### DATA FOR ANALYSIS
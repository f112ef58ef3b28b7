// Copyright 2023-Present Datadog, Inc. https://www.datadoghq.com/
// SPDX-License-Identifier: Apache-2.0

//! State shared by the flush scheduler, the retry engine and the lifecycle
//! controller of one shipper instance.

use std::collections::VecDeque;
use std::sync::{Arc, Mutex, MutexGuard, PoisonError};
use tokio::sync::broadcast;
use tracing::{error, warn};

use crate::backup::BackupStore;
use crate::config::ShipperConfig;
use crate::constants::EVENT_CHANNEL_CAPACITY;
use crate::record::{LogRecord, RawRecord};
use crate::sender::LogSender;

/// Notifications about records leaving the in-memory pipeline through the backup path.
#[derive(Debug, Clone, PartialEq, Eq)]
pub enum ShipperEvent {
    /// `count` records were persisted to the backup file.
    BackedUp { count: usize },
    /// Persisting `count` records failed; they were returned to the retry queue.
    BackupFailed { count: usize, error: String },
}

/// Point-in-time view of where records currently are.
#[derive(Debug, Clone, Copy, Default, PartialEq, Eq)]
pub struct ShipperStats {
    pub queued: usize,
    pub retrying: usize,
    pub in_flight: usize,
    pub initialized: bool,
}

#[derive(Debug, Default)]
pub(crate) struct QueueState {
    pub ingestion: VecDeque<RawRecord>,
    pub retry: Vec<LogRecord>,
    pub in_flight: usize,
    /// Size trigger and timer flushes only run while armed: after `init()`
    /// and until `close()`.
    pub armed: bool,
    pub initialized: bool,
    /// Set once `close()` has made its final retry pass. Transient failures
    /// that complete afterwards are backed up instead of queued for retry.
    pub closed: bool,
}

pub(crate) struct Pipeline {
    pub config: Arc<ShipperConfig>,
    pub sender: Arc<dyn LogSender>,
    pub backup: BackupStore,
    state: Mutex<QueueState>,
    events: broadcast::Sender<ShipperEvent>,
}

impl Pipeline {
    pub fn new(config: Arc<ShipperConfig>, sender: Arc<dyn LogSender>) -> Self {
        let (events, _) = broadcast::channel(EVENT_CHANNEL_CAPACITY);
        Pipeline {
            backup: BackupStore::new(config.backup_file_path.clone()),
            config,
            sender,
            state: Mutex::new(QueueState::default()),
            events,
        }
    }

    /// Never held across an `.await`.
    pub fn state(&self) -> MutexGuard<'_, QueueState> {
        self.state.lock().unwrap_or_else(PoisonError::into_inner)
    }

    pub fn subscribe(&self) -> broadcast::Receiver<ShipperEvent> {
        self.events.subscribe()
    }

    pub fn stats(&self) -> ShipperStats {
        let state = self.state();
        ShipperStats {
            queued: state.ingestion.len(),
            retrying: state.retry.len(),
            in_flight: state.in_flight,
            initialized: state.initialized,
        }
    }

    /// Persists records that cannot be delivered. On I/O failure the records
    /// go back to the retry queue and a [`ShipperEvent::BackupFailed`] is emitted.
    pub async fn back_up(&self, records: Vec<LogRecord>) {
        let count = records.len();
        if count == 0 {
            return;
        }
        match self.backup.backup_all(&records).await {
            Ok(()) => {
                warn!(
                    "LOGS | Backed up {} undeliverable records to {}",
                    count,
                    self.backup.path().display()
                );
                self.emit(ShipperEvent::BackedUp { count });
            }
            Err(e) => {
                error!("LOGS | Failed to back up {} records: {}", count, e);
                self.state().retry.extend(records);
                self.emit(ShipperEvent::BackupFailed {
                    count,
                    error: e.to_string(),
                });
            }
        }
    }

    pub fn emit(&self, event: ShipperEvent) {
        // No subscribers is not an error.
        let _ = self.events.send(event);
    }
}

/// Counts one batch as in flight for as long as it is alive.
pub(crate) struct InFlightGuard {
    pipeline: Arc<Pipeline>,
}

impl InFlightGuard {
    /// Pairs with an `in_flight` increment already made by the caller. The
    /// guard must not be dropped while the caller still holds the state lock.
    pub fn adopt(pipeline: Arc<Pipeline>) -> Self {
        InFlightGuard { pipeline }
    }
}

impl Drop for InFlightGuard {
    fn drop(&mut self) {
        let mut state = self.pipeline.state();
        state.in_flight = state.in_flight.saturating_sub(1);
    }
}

### TASK TO COMPLETE
When the line with "pub struct ShipperStats" is reached in the data above, start copying there, and copy each line exactly until the line with "pass. Transient failures" has been copied; copy nothing else.

### COMPLETED TASK
pub struct ShipperStats {
    pub queued: usize,
    pub retrying: usize,
    pub in_flight: usize,
    pub initialized: bool,
}

#[derive(Debug, Default)]
pub(crate) struct QueueState {
    pub ingestion: VecDeque<RawRecord>,
    pub retry: Vec<LogRecord>,
    pub in_flight: usize,
    /// Size trigger and timer flushes only run while armed: after `init()`
    /// and until `close()`.
    pub armed: bool,
    pub initialized: bool,
    /// Set once `close()` has made its final retry pass. Transient failures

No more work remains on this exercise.